* _Work to complete_: Print, exactly as written, the line containing "for i in 0..n_out" and every line after it, ending with the final line of the data below.

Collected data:

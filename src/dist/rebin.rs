//! Rebinning engine
//!
//! Maps a distribution over `nbins_src` bins onto a differently-shaped set of
//! `nbins_dst` bins, as needed when a matrix dimension moves to a grid axis
//! with a different process count (transposition onto a rectangular grid
//! being the common case). Bins are subdivided into *virtual slots*: each
//! source bin splits across `multiplicity` slots and each destination bin
//! absorbs `nimages` of them, so that
//! `nbins_src * multiplicity == nbins_dst * nimages` and locality of the
//! source assignment survives the reshape.

use log::warn;

use crate::dist::Distribution;
use crate::utils::gcd;

/// Minimal multiplicity/image pair relating two bin counts.
#[derive(Debug, Clone, Copy, PartialEq, Eq)]
pub struct RebinParams {
    /// Number of virtual slots each source bin splits across.
    pub multiplicity: usize,
    /// Number of virtual slots each destination bin absorbs.
    pub nimages: usize,
}

/// Derives the minimal rebinning parameters for a source/destination bin
/// count pair: `multiplicity = nbins_dst / gcd`, `nimages = nbins_src / gcd`
/// (equivalently `lcm(nbins_src, nbins_dst) / nbins_dst`).
///
/// # Panics
///
/// Panics if either bin count is zero.
pub fn rebin_parameters(nbins_src: usize, nbins_dst: usize) -> RebinParams {
    assert!(
        nbins_src > 0 && nbins_dst > 0,
        "bin counts must be positive, got {} -> {}",
        nbins_src,
        nbins_dst
    );
    let g = gcd(nbins_src, nbins_dst);
    RebinParams {
        multiplicity: nbins_dst / g,
        nimages: nbins_src / g,
    }
}

/// A rebinned assignment: per-element destination bin and image.
#[derive(Debug, Clone, PartialEq, Eq)]
pub struct RebinResult {
    /// Destination bin per element, in `[0, nbins_dst)`.
    pub bins: Vec<usize>,
    /// Image per element, in `[0, nimages)`.
    pub images: Vec<usize>,
}

/// Recomputes a per-element bin assignment for a new bin count.
///
/// Walks the elements in input order, keeping one round-robin counter per
/// source bin: element in source bin `b` takes virtual slot
/// `b * multiplicity + counter(b)`, lands in destination bin
/// `slot / nimages` with image `slot % nimages`, and advances the counter
/// modulo `multiplicity`. The walk is order-dependent by design; callers must
/// present elements in a stable order.
///
/// Output positions `source_bins.len()..n_out` have no source assignment and
/// are filled from the cyclic bin `i % nbins_src` to keep padding
/// deterministic.
///
/// The derived source bin count is `(nbins_dst * nimages) / multiplicity`;
/// when the division has a remainder the parameters are not commensurate, a
/// warning is logged, and the truncated value is used best-effort.
///
/// # Panics
///
/// Panics if `nbins_dst`, `multiplicity` or `nimages` is zero, if the derived
/// source bin count is zero, or if a source bin is out of range.
pub fn rebin_distribution(
    source_bins: &[usize],
    n_out: usize,
    nbins_dst: usize,
    multiplicity: usize,
    nimages: usize,
) -> RebinResult {
    assert!(nbins_dst > 0, "number of destination bins must be positive");
    assert!(multiplicity > 0, "multiplicity must be positive");
    assert!(nimages > 0, "image count must be positive");

    if (nbins_dst * nimages) % multiplicity != 0 {
        warn!(
            "rebinning {} bins x {} images is not commensurate with multiplicity {}; \
             proceeding best-effort",
            nbins_dst, nimages, multiplicity
        );
    }
    let nbins_src = (nbins_dst * nimages) / multiplicity;
    assert!(
        nbins_src > 0,
        "derived source bin count is zero (multiplicity {} exceeds {} bins x {} images)",
        multiplicity,
        nbins_dst,
        nimages
    );

    let mut bins = Vec::with_capacity(n_out);
    let mut images = Vec::with_capacity(n_out);
    let mut counters = vec![0usize; nbins_src];

    for i in 0..n_out {
        let bin = if i < source_bins.len() {
            let b = source_bins[i];
            assert!(
                b < nbins_src,
                "source bin {} out of range for {} source bins (element {})",
                b,
                nbins_src,
                i
            );
            b
        } else {
            i % nbins_src
        };

        let slot = bin * multiplicity + counters[bin];
        bins.push(slot / nimages);
        images.push(slot % nimages);
        counters[bin] = (counters[bin] + 1) % multiplicity;
    }

    RebinResult { bins, images }
}

/// Rebins a whole [`Distribution`] onto `nbins_dst` bins with minimal
/// parameters, preserving the element count.
pub fn rebin(dist: &Distribution, nbins_dst: usize) -> Distribution {
    let params = rebin_parameters(dist.nbins(), nbins_dst);
    let result = rebin_distribution(
        dist.bins(),
        dist.len(),
        nbins_dst,
        params.multiplicity,
        params.nimages,
    );
    Distribution::with_images(result.bins, result.images, nbins_dst, params.nimages)
}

* _Worked solution_:
    for i in 0..n_out {
        let bin = if i < source_bins.len() {
            let b = source_bins[i];
            assert!(
                b < nbins_src,
                "source bin {} out of range for {} source bins (element {})",
                b,
                nbins_src,
                i
            );
            b
        } else {
            i % nbins_src
        };

        let slot = bin * multiplicity + counters[bin];
        bins.push(slot / nimages);
        images.push(slot % nimages);
        counters[bin] = (counters[bin] + 1) % multiplicity;
    }

    RebinResult { bins, images }
}

/// Rebins a whole [`Distribution`] onto `nbins_dst` bins with minimal
/// parameters, preserving the element count.
pub fn rebin(dist: &Distribution, nbins_dst: usize) -> Distribution {
    let params = rebin_parameters(dist.nbins(), nbins_dst);
    let result = rebin_distribution(
        dist.bins(),
        dist.len(),
        nbins_dst,
        params.multiplicity,
        params.nimages,
    );
    Distribution::with_images(result.bins, result.images, nbins_dst, params.nimages)
}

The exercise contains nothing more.